I’ve always been marvelling at all the little moving background items in video games. Most trees, grass, plants and such foliage appears to move subtly. How do they do that? Perhaps it’s a wind node? Surely that’ll eat up huge amounts of resources.
I just found a computationally cheaper trick to do this, namely by adding this effect to the plant’s material, thanks to a video by MetalGameStudios. It suggests that we can do this in two ways, both of which are described below. In either case, open the material of your object to proceed.
Sine and Panner Nodes
For the first option, add a Sine and Panner node to the setup, then connect both of them in sequence to the World Position Offset on our material.
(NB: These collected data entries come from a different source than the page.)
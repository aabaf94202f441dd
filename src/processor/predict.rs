use itertools::Itertools;
use log::debug;

use super::{initial_variance, prepare::Context, EpochProcessor};

use crate::{
    bias::iono,
    cfg::Combination,
    navigation::{Parameter, ParameterClass, ParameterKind},
    prelude::{Candidate, Carrier, Epoch, Error, SV},
};

/// Parameters introduced and withdrawn with visibility
fn is_dynamic(kind: ParameterKind) -> bool {
    matches!(
        kind.class(),
        ParameterClass::Ionosphere
            | ParameterClass::InterSystemBias
            | ParameterClass::InterFrequencyBias
    )
}

impl EpochProcessor {
    /// Parameters this epoch's [Candidate]s call for.
    fn required_parameters(&self, pool: &[Candidate]) -> Vec<(ParameterKind, Option<SV>)> {
        let reference = self.cfg.reference_constellation();
        let raw = self.cfg.combination == Combination::Raw;

        let mut required = Vec::new();

        for cd in pool.iter() {
            let constellation = cd.sv.constellation;

            if Some(constellation) != reference {
                required.push((ParameterKind::InterSystemBias(constellation), None));
            }

            if raw {
                let reference = Carrier::reference(constellation);
                for carrier in cd.code_carriers() {
                    if carrier != reference {
                        required.push((
                            ParameterKind::InterFrequencyBias(constellation, carrier),
                            None,
                        ));
                    }
                }
                if self.cfg.estimate_ionosphere {
                    required.push((ParameterKind::Ionosphere, Some(cd.sv)));
                }
            }
        }

        required.into_iter().unique().collect()
    }

    /// A-priori value of a new parameter
    fn apriori_value(
        &self,
        kind: ParameterKind,
        sv: Option<SV>,
        pool: &[Candidate],
        ctx: &Context,
    ) -> f64 {
        match (kind, sv, ctx.atmosphere) {
            (ParameterKind::Ionosphere, Some(sv), Some(atmosphere)) => pool
                .iter()
                .find(|cd| cd.sv == sv)
                .map(|cd| {
                    let reference = Carrier::reference(cd.sv.constellation);
                    atmosphere.vertical_iono_m
                        * iono::mapping(cd.elevation_deg)
                        * reference.iono_scaling(Carrier::L1)
                })
                .unwrap_or_default(),
            _ => 0.0,
        }
    }

    /// Synchronizes the parameter set with current visibility,
    /// then propagates the covariance with the process noise.
    pub(crate) fn predict(
        &mut self,
        t: Epoch,
        pool: &[Candidate],
        ctx: &Context,
    ) -> Result<(), Error> {
        let required = self.required_parameters(pool);

        let obsolete = self
            .params
            .select_descending(|p| is_dynamic(p.kind) && !required.contains(&(p.kind, p.sv)));

        for index in obsolete {
            let param = self.params.remove(index)?;
            self.cov.remove(index)?;
            debug!("{} ({}) - {} no longer in view", t, self.site, param);
        }

        let nb_kept = self.params.len();

        for (kind, sv) in required {
            if self.params.get(&self.site, kind, sv).is_none() {
                let apriori = self.apriori_value(kind, sv, pool, ctx);
                self.params
                    .add(Parameter::new(kind, &self.site, sv, apriori));
                self.cov.grow(initial_variance(&self.cfg, kind.class()));
            }
        }

        self.params.reindex();

        if self.params.len() != self.cov.dim() {
            return Err(Error::MatrixDimension);
        }

        for model in self.models.values_mut() {
            model.update_time(t);
        }

        // new parameters keep their initial variance
        for index in 1..=nb_kept {
            let class = self
                .params
                .param(index)
                .map(|p| p.kind.class())
                .ok_or(Error::UnindexedParameters)?;

            let model = match self.models.get(&class) {
                Some(model) => model,
                None => continue,
            };

            let q = model.q();

            if model.is_white_noise() {
                self.cov.reset(index, q)?;
            } else if q > 0.0 {
                self.cov.inject(index, q)?;
            }
        }

        debug!(
            "{} ({}) - {} parameters ({} new)",
            t,
            self.site,
            self.params.len(),
            self.params.len() - nb_kept
        );

        Ok(())
    }
}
On the Panner Node, we can set a value for X and Y speeds (left hand side, in the Details Panel). Anything between 0 and 1 works well, anything above 1 will look a tad crazy.
Simple Grass Wind Node
The other option presents us with a very similar, yet subtly different effect. We’ll add a Simple Grass Wind node to our material, whose output we’ll hook up to the World Offset Position input just like before. It’ll throw a warning when you drag the node in. That’s perfectly fine, UE4 is just saying that said node needs input values.
Let’s take care of this by dragging in three Constant nodes. Hook those up to the Wind Intensity, Wind Weight and Additional WPO respectively. Changes their values to anything between 0 and 1, with 0.5 being a good starting point. I can’t see the Additional WPO making a difference when left at 0.
While I did have great fun making the leaves on my Synty Farm move around, I couldn’t work out how to animate the vegetables. They appear to be part of the same mesh, yet the material appears to be setup elsewhere. That puzzle remains a mystery until a later date.